About this exercise -
Among the entries below, which lines include the string "task"? Show each one.

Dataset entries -

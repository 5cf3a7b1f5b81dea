//! # Cloud Wrapper
//!
//! A small, transport-agnostic face for the application. The wrapper owns the
//! client id and the per-device topics and forwards sends to the MQTT
//! backend. The backend's events reach the application through
//! [`EventTranslator`], which runs on the polling task:
//!
//! | Backend event   | Wrapper action                     | Application event |
//! |-----------------|------------------------------------|-------------------|
//! | `Connecting`    | forward                            | `Connecting`      |
//! | `Connected`     | subscribe to `<id>/cfg`            | none              |
//! | `Ready`         | forward                            | `Connected`       |
//! | `Disconnected`  | forward                            | `Disconnected`    |
//! | `DataReceived`  | forward payload                    | `DataReceived`    |
//!
//! ```ignore
//! static BACKEND: MqttBackend = MqttBackend::new();
//!
//! let client_id = ClientId::from_identity(&mut modem).await?;
//! let config = CloudConfig::new(BackendConfig::new("mqtt.example.com"));
//! let (cloud, mut poll) = CloudWrapper::init(&BACKEND, client_id, config, connector, on_cloud_event)?;
//! spawner.spawn(async move { poll.run().await });
//! cloud.connect()?;
//! ```

mod identity;

pub use identity::{ClientId, DeviceIdentity, IMEI_LEN, TopicSet};

use crate::backend::{
    BackendEvent, BackendEventHandler, ConnectionPoll, MqttBackend, Topic, TxMessage,
};
use crate::config::BackendConfig;
use crate::error::{BackendError, WrapError};
use crate::packet::QoS;
use crate::transport::Connector;

/// Events delivered to the application.
#[derive(Debug, Clone, Copy, PartialEq, Eq)]
#[cfg_attr(feature = "defmt", derive(defmt::Format))]
pub enum CloudWrapEvent<'a> {
    Connecting,
    Connected,
    Disconnected,
    /// Raw payload of a message from the cloud, valid during the callback.
    DataReceived(&'a [u8]),
}

/// Receives [`CloudWrapEvent`]s on the polling task.
pub trait CloudWrapEventHandler {
    fn on_event(&mut self, event: CloudWrapEvent<'_>);
}

impl<F> CloudWrapEventHandler for F
where
    F: FnMut(CloudWrapEvent<'_>),
{
    fn on_event(&mut self, event: CloudWrapEvent<'_>) {
        self(event)
    }
}

/// What `state_get` does. Fetching the device state is not provided by this
/// integration.
#[derive(Debug, Clone, Copy, PartialEq, Eq, Default)]
pub enum StateGetPolicy {
    /// Succeed without doing anything.
    #[default]
    NoOp,
    /// Fail with [`WrapError::NotSupported`].
    Unsupported,
}

/// Configuration of the cloud wrapper.
#[derive(Debug, Clone, Copy)]
pub struct CloudConfig<'a> {
    pub backend: BackendConfig<'a>,
    pub state_get: StateGetPolicy,
}

impl<'a> CloudConfig<'a> {
    pub const fn new(backend: BackendConfig<'a>) -> Self {
        Self {
            backend,
            state_get: StateGetPolicy::NoOp,
        }
    }

    pub const fn with_state_get(mut self, policy: StateGetPolicy) -> Self {
        self.state_get = policy;
        self
    }
}

/// Translates backend events into application events.
pub struct EventTranslator<'a, H> {
    backend: &'a MqttBackend,
    cfg_topic: Topic,
    handler: H,
}

impl<'a, H: CloudWrapEventHandler> EventTranslator<'a, H> {
    pub fn new(backend: &'a MqttBackend, cfg_topic: Topic, handler: H) -> Self {
        Self {
            backend,
            cfg_topic,
            handler,
        }
    }

    pub fn handler(&self) -> &H {
        &self.handler
    }
}

impl<H: CloudWrapEventHandler> BackendEventHandler for EventTranslator<'_, H> {
    fn on_event(&mut self, event: BackendEvent<'_>) {
        let forward = match event {
            BackendEvent::Connecting => {
                debug!("Backend connecting");
                CloudWrapEvent::Connecting
            }
            BackendEvent::Connected => {
                debug!("Backend connected");
                if let Err(_e) = self.backend.subscribe(&self.cfg_topic) {
                    error!("Subscribing to {} failed: {:?}", self.cfg_topic.as_str(), _e);
                }
                return;
            }
            BackendEvent::Ready => {
                debug!("Backend ready");
                CloudWrapEvent::Connected
            }
            BackendEvent::Disconnected => {
                debug!("Backend disconnected");
                CloudWrapEvent::Disconnected
            }
            BackendEvent::DataReceived { topic: _topic, payload } => {
                debug!("Data received on {}", _topic);
                CloudWrapEvent::DataReceived(payload)
            }
        };
        self.handler.on_event(forward);
    }
}

/// The application's handle to the cloud connection.
pub struct CloudWrapper<'a> {
    backend: &'a MqttBackend,
    client_id: ClientId,
    topics: TopicSet,
    state_get: StateGetPolicy,
}

impl<'a> CloudWrapper<'a> {
    /// Builds the topics and the backend's polling task.
    ///
    /// The returned [`ConnectionPoll`] must be run on its own task before
    /// [`connect`](Self::connect) has any effect.
    #[allow(clippy::type_complexity)]
    pub fn init<C, H>(
        backend: &'a MqttBackend,
        client_id: ClientId,
        config: CloudConfig<'a>,
        connector: C,
        handler: H,
    ) -> Result<(Self, ConnectionPoll<'a, C, EventTranslator<'a, H>>), WrapError>
    where
        C: Connector,
        H: CloudWrapEventHandler,
    {
        let topics = TopicSet::new(&client_id)?;
        let translator = EventTranslator::new(backend, topics.cfg.clone(), handler);
        let poll = ConnectionPoll::new(
            backend,
            config.backend,
            client_id.as_str(),
            connector,
            translator,
        )
        .map_err(|e| match e {
            BackendError::ClientIdTooLong => WrapError::ClientIdTooLong,
            other => WrapError::Backend(other),
        })?;

        info!("********************************************");
        info!(" Cloud integration v{}", env!("CARGO_PKG_VERSION"));
        info!(" Client ID:   {}", client_id.as_str());
        info!(" Endpoint:    {}", config.backend.broker.hostname);
        info!("********************************************");

        Ok((
            Self {
                backend,
                client_id,
                topics,
                state_get: config.state_get,
            },
            poll,
        ))
    }

    pub fn client_id(&self) -> &ClientId {
        &self.client_id
    }

    pub fn topics(&self) -> &TopicSet {
        &self.topics
    }

    pub fn connect(&self) -> Result<(), WrapError> {
        self.backend.connect().map_err(|e| {
            error!("Backend connect failed: {:?}", e);
            e.into()
        })
    }

    pub fn disconnect(&self) -> Result<(), WrapError> {
        self.backend.disconnect().map_err(|e| {
            error!("Backend disconnect failed: {:?}", e);
            e.into()
        })
    }

    /// Requests the device state from the cloud. Not provided by this
    /// integration, see [`StateGetPolicy`].
    pub fn state_get(&self) -> Result<(), WrapError> {
        match self.state_get {
            StateGetPolicy::NoOp => Ok(()),
            StateGetPolicy::Unsupported => {
                warn!("state_get is not supported");
                Err(WrapError::NotSupported)
            }
        }
    }

    pub fn state_send(&self, buf: &[u8]) -> Result<(), WrapError> {
        self.send(&self.topics.messages, buf)
    }

    pub fn data_send(&self, buf: &[u8]) -> Result<(), WrapError> {
        self.send(&self.topics.messages, buf)
    }

    pub fn batch_send(&self, buf: &[u8]) -> Result<(), WrapError> {
        self.send(&self.topics.batch, buf)
    }

    pub fn ui_send(&self, buf: &[u8]) -> Result<(), WrapError> {
        self.send(&self.topics.messages, buf)
    }

    fn send(&self, topic: &str, payload: &[u8]) -> Result<(), WrapError> {
        let msg = TxMessage {
            topic,
            payload,
            qos: QoS::AtMostOnce,
        };
        self.backend.publish(&msg).map_err(|e| {
            error!("Publish to {} failed: {:?}", topic, e);
            e.into()
        })
    }
}

#[cfg(test)]
mod tests {
    use super::*;
    use crate::backend::ConnectionState;
    use std::vec::Vec;

    #[test]
    fn state_get_follows_policy() {
        let backend = MqttBackend::new();
        let wrapper = CloudWrapper {
            backend: &backend,
            client_id: ClientId::custom("dev").unwrap(),
            topics: TopicSet::new(&ClientId::custom("dev").unwrap()).unwrap(),
            state_get: StateGetPolicy::NoOp,
        };
        assert_eq!(wrapper.state_get(), Ok(()));

        let wrapper = CloudWrapper {
            state_get: StateGetPolicy::Unsupported,
            ..wrapper
        };
        assert_eq!(wrapper.state_get(), Err(WrapError::NotSupported));
    }

    #[test]
    fn connected_subscribes_instead_of_forwarding() {
        let backend = MqttBackend::new();
        let mut seen = Vec::new();
        let mut translator = EventTranslator::new(
            &backend,
            crate::backend::owned_topic("dev/cfg").unwrap(),
            |ev: CloudWrapEvent<'_>| seen.push(format!("{ev:?}")),
        );

        translator.on_event(BackendEvent::Connecting);
        backend.set_state(ConnectionState::Connected);
        translator.on_event(BackendEvent::Connected);
        translator.on_event(BackendEvent::Ready);
        translator.on_event(BackendEvent::DataReceived {
            topic: "dev/cfg",
            payload: b"{}",
        });
        translator.on_event(BackendEvent::Disconnected);
        drop(translator);

        assert_eq!(
            seen,
            ["Connecting", "Connected", "DataReceived([123, 125])", "Disconnected"]
        );
        assert!(matches!(
            backend.requests.try_receive(),
            Ok(crate::backend::Request::Subscribe(t)) if t.as_str() == "dev/cfg"
        ));
    }
}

Solution -
//! [`EventTranslator`], which runs on the polling task:
/// Receives [`CloudWrapEvent`]s on the polling task.
    /// Builds the topics and the backend's polling task.
    /// The returned [`ConnectionPoll`] must be run on its own task before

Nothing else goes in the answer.